From Wikipedia, the free encyclopedia

Metalepsis (from Greek Μετάληψις) is a figure of speech in which one thing is referenced by something else which is only remotely associated with it. Often the association works through a different figure of speech, or through a chain of cause and effect. Often metalepsis refers to the combination of several figures of speech into an altogether new one. Those base figures of speech can be literary references, resulting in a sophisticated form of allusion.

A synonym for metalepsis is transumption, derived from the Latin transsumptio invented by Quintilian as an equivalent for the Greek.


[edit] Examples

  • "I've got to go catch the worm tomorrow."
    • "The early bird catches the worm" is a common maxim in English, advocating getting an early start on the day to achieve success. The subject, by referencing this maxim, is compared to the bird; tomorrow, the speaker will awaken early in order to achieve success.
  • "He's a lead foot."
    • Lead is heavy; a lead foot would be heavy; the weight of a lead foot would push down on the automobile accelerator; hence, he drives quickly. The meaning comes from transferring heaviness from lead to feet and by understanding that the context of the comment is how "he" drives.
  • "'Death can have a wide snout like a hyena'.... Just then the hyena stopped whimpering in the night and started to make a strange, human, almost crying sound. The woman heard it and stirred uneasily." (Hemingway, The Snows of Kilimanjaro)
    • Death is like a hyena. The crying sound comes from a man experiencing death. The hyena represents death (the simile has become a metaphor), and death in turn represents the man (a metonym, since the man is dying, thus is associated with death).
    • This reading can be contested, since the word hyena may not refer to the man at all, but simply to a literal hyena. At the end of the story, a howling hyena is mentioned again, after the man has died Here it cannot be metalepsis; it could either be Death Incarnate (a simple metaphor) or a literal hyena, but not the metaleptic man.
  • post aliquot mea regna videns mirabor aristas, "Many harvests later, I shall return to wonder at my kingdom" (Virgil, Eclogue 1, line 70)
    • Puttenham cites this as an example of metalepsis.

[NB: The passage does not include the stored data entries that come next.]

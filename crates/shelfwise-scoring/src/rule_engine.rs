//! Weekly product recommendations from sales and demand signals.
//!
//! Rules are evaluated in order and the first match decides the action:
//!
//! | # | Action  | Condition                                                  |
//! |---|---------|------------------------------------------------------------|
//! | 1 | MIGRATE | 90-day units at or above the boost threshold, not on Shopify |
//! | 2 | RETIRE  | 180-day units at or below the retire threshold, not seasonal |
//! | 3 | BOOST   | 90-day units at or above the boost threshold, on Shopify     |
//! | 4 | PAUSE   | seasonal and 90-day units below `max(1, boost / 2)`          |
//! | - | KEEP    | otherwise                                                  |
//!
//! A product that qualifies for both MIGRATE and RETIRE is migrated.

use shelfwise_core::{Action, EngineSettings, ProductInput, ProductSignals, WeeklyFocusItem};

const FALLBACK_WHY: &str = "No strong signals this week; keep the product as is.";
const UNLISTED_BONUS: u64 = 8;

type Predicate = fn(&ProductSignals, &EngineSettings) -> bool;
type Explain = fn(&ProductSignals, &EngineSettings) -> String;

struct Rule {
    action: Action,
    applies: Predicate,
    explain: Explain,
}

const RULES: [Rule; 4] = [
    Rule {
        action: Action::Migrate,
        applies: |s, cfg| s.d90_units >= cfg.boost_sales_threshold_d90 && !s.in_shopify,
        explain: |s, _| {
            format!(
                "Sold {} units in the last 90 days but is not listed on Shopify yet.",
                s.d90_units
            )
        },
    },
    Rule {
        action: Action::Retire,
        applies: |s, cfg| {
            s.d180_units <= cfg.retire_sales_threshold_d180 && !s.seasonality.is_seasonal()
        },
        explain: |s, _| {
            format!(
                "Only {} units sold in the last 180 days and no seasonal demand.",
                s.d180_units
            )
        },
    },
    Rule {
        action: Action::Boost,
        applies: |s, cfg| s.d90_units >= cfg.boost_sales_threshold_d90 && s.in_shopify,
        explain: |s, _| {
            format!(
                "Strong 90-day sales ({} units) on Shopify; worth more visibility.",
                s.d90_units
            )
        },
    },
    Rule {
        action: Action::Pause,
        applies: |s, cfg| s.seasonality.is_seasonal() && s.d90_units < pause_floor(cfg),
        explain: |s, _| {
            format!(
                "Seasonal product ({}) with only {} units in the last 90 days; pause until its season.",
                s.seasonality.as_str().to_lowercase(),
                s.d90_units
            )
        },
    },
];

/// 90-day sales below which a seasonal product is paused.
fn pause_floor(settings: &EngineSettings) -> u32 {
    (settings.boost_sales_threshold_d90 / 2).max(1)
}

/// Outcome of evaluating one product's signals.
#[derive(Debug, Clone, PartialEq, Eq)]
pub struct Evaluation {
    pub action: Action,
    pub priority_score: u64,
    pub why: String,
}

/// Sorting weight for the weekly list: the action's base score plus two per
/// 90-day unit, ten per recent request, and eight when not on Shopify.
#[must_use]
pub fn priority_score(action: Action, signals: &ProductSignals) -> u64 {
    let unlisted = if signals.in_shopify { 0 } else { UNLISTED_BONUS };
    action.base_score()
        + u64::from(signals.d90_units) * 2
        + u64::from(signals.requests_30d) * 10
        + unlisted
}

/// Classifies a product's signals. Deterministic for identical inputs.
#[must_use]
pub fn evaluate_signals(signals: &ProductSignals, settings: &EngineSettings) -> Evaluation {
    let mut reasons = Vec::new();

    let action = match RULES.iter().find(|rule| (rule.applies)(signals, settings)) {
        Some(rule) => {
            reasons.push((rule.explain)(signals, settings));
            rule.action
        }
        None => Action::Keep,
    };

    if signals.requests_30d >= settings.request_theme_priority_threshold {
        reasons.push(format!(
            "High customer intent: {} requests in the last 30 days.",
            signals.requests_30d
        ));
    }

    let why = if reasons.is_empty() {
        FALLBACK_WHY.to_string()
    } else {
        reasons.join(" ")
    };

    Evaluation {
        action,
        priority_score: priority_score(action, signals),
        why,
    }
}

/// Evaluates one catalog product into a weekly focus line.
#[must_use]
pub fn evaluate_product(product: &ProductInput, settings: &EngineSettings) -> WeeklyFocusItem {
    let Evaluation {
        action,
        priority_score,
        why,
    } = evaluate_signals(&product.signals, settings);
    WeeklyFocusItem {
        product_id: product.product_id.clone(),
        name: product.name.clone(),
        action,
        priority_score,
        why,
        signals: product.signals,
    }
}

/// Evaluates every product and orders the list by priority, highest first,
/// then by name.
#[must_use]
pub fn build_weekly_focus(
    products: &[ProductInput],
    settings: &EngineSettings,
) -> Vec<WeeklyFocusItem> {
    let mut items: Vec<WeeklyFocusItem> = products
        .iter()
        .map(|p| evaluate_product(p, settings))
        .collect();
    items.sort_by(|a, b| {
        b.priority_score
            .cmp(&a.priority_score)
            .then_with(|| a.name.cmp(&b.name))
    });
    items
}

/// Signal families behind a recommendation, for dedupe keys and audit logs.
#[must_use]
pub fn decision_sources(item: &WeeklyFocusItem, settings: &EngineSettings) -> Vec<&'static str> {
    let mut sources = vec!["sales"];
    if item.signals.requests_30d >= settings.request_theme_priority_threshold {
        sources.push("requests");
    }
    if item.signals.seasonality.is_seasonal() {
        sources.push("seasonality");
    }
    sources
}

The speaker of the poem is a shepherd, and thus his use of the word "kingdom" to describe his pastoral domain is a metaphor. Then, instead of saying "many years later," the speaker references the fact that harvests only happen once a year. This part of the figure is an example of metonymy. By folding metonymy into the metaphor, one arrives at a "farfetched" metalepsis.
  • "Blind mouths! that scarce themselves know how to hold / A sheep-hook" (Milton, Lycidas)
    • There is some controversy about what the base figures of speech are in this line.
    • Under metalepsis, the figure "blind mouths" could be referencing all the above passages, and more.
    • It is also argued that this is not an example of metalepsis at all, simply one of catachresis.
  • A description of Satan's spear in Paradise Lost: "to equal which the tallest Pine / Hewn on Norwegian hills, to be the Mast / Of some great Ammiral, were but a wand" (1.292-94)
    • Eric Wilson claims John Hollander has written this is an allusion to multiple figures:
      • Polyphemous's club in Chapman's Homer, "being an Olive tree . . . so vast / That we resembl'd it to some fit Mast / To serve a ship . . ."(9.445-48)
      • Polyphemous's club in the Aeneid, a "lopped pine" (3.559)
      • Goliath's club
      • The pine tree described in the Golden Age of Ovid's Metamorphoses, "in which pine trees still rooted in the earth, unlike Satan's uprooted tree, symbolize unspoiled innocence."

[edit] Quotes

"For the nature of metalepsis is that it is an intermediate step, as it were, to that which is metaphorically expressed, signifying nothing in itself, but affording a passage to something. It is a trope that we give the impression of being acquainted with rather than one that we actually ever need." -- Quintilian, [1]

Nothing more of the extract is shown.